Having a child come down with a cold/virus in the winter is not uncommon. Having a child die is uncommon, and having her brother become sick for the first time since she died is nerve-wracking. In my mind, I knew that this was very likely simply a winter cold. In my gut and my heart, I felt afraid and threatened. My body tensed up and began to feel braced against nameless fears. Of course, the last time one of my children had what I thought was a virus, she was diagnosed with cancer...and she died.
Since this is finals week of the first semester for David, the first order of business was to calm him down about missing school, and remind him that he is not allowed to attend classes with a fever, because that means he is contagious. The second order of business was to contact his carpool and his school, and let them know that he wouldn't be coming. The third step was to make a clinic appointment, which I did, as well.

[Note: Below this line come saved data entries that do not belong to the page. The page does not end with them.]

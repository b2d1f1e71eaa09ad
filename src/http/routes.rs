//! HTTP API Route Definitions
//!
//! Defines the REST API routes for the dashboard.

use axum::{
    routing::{get, post},
    Router,
};

use super::handlers::{self, AppState};

/// Create the API router with all routes
pub fn create_router(app_state: AppState) -> Router {
    let api = Router::new()
        .route("/health", get(handlers::health))
        .route("/health/full", get(handlers::full_health))
        .route("/queue", get(handlers::queue_status).delete(handlers::clear_queue))
        .route("/metrics", get(handlers::metrics))
        .route("/jobs", get(handlers::list_jobs).delete(handlers::cancel_all_jobs))
        .route("/jobs/start", post(handlers::start_job))
        .route("/jobs/:job_id", get(handlers::get_job).delete(handlers::cancel_job))
        .route("/jobs/:job_id/data", get(handlers::get_job_data))
        .with_state(app_state);

    Router::new().nest("/api", api)
}
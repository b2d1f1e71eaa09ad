//! Dashboard and HTTP adapter configuration

use serde::{Deserialize, Serialize};

/// Core dashboard behavior knobs
#[derive(Debug, Clone, Serialize, Deserialize)]
pub struct DashboardConfig {
    /// Maximum records returned per job-list partition
    #[serde(default = "default_display_limit")]
    pub display_limit: usize,
    /// Maximum queue-discovered ids enriched via the remote API per poll
    #[serde(default = "default_remote_lookup_limit")]
    pub remote_lookup_limit: usize,
    /// Delay between units of one job, bounding load on the remote service
    #[serde(default = "default_unit_delay_ms")]
    pub unit_delay_ms: u64,
}

fn default_display_limit() -> usize {
    50
}

fn default_remote_lookup_limit() -> usize {
    20
}

fn default_unit_delay_ms() -> u64 {
    1000
}

impl Default for DashboardConfig {
    fn default() -> Self {
        Self {
            display_limit: default_display_limit(),
            remote_lookup_limit: default_remote_lookup_limit(),
            unit_delay_ms: default_unit_delay_ms(),
        }
    }
}

/// HTTP API server configuration
#[derive(Debug, Clone, Serialize, Deserialize)]
pub struct HttpConfig {
    /// Listen address for the HTTP server (e.g. "0.0.0.0:8000")
    #[serde(default = "default_listen_addr")]
    pub listen_addr: String,
    /// Enable CORS (useful for browser-based clients)
    #[serde(default = "default_true")]
    pub cors_enabled: bool,
}

fn default_listen_addr() -> String {
    "127.0.0.1:8000".to_string()
}

fn default_true() -> bool {
    true
}

impl Default for HttpConfig {
    fn default() -> Self {
        Self {
            listen_addr: default_listen_addr(),
            cors_enabled: true,
        }
    }
}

We haven't been to the pediatric clinic on Bainbridge since July, when I took Katie there because of her back and leg pain. They referred her for an x-ray and what turned out to be her final CT scan --the one that revealed the new tumor. That was the day we learned that she was going to die. She was having random, severe attacks of pain, that seemed unrelated to anything that she was doing. She had a very high pain-tolerance, and these episodes were extremely confusing to me. Her moods were unpredictable, to say the least. We were struggling to understand the symptoms and to respond to them lovingly, appropriately and effectively for the whole family. I think a good way to put it is that we were feeling "in over our heads." The image of the Dutch boy, with all of his fingers and toes plugging the ever-growing holes in the dike comes to mind. So going back to that clinic, as nice as the place is, and as kind as the people are, was dreadful (full of dread) for me. I don't think David liked it, either.
It turns out that this is just a virus. David will be contagious until the fever is gone, and he still has a temperature of 100. We can't expose the family to that, especially the senior citizens, so we are at home, watching the DOT camera images of Stevens Pass and waiting to hear that Gregg and his parents have traveled safely through.
I have had to face my fear of anything bad happening to my son and to my husband in the past day. Let me just say how tired that makes me feel.
The wedding that I've written about before took place in August; it was for the family only (and for those of you who have asked me: Yes, it was a real wedding). Katie and David were both attendants, and that was one of Katie's greatest joys in her life. Tomorrow's event will be a lovely, winter ceremony and reception, in a place that Andrea and Mike both love; it will include family and friends, and will be more formal. It occurred to me this morning that the ceremonies are exactly six months apart: August 2, 2007 and February 2, 2008.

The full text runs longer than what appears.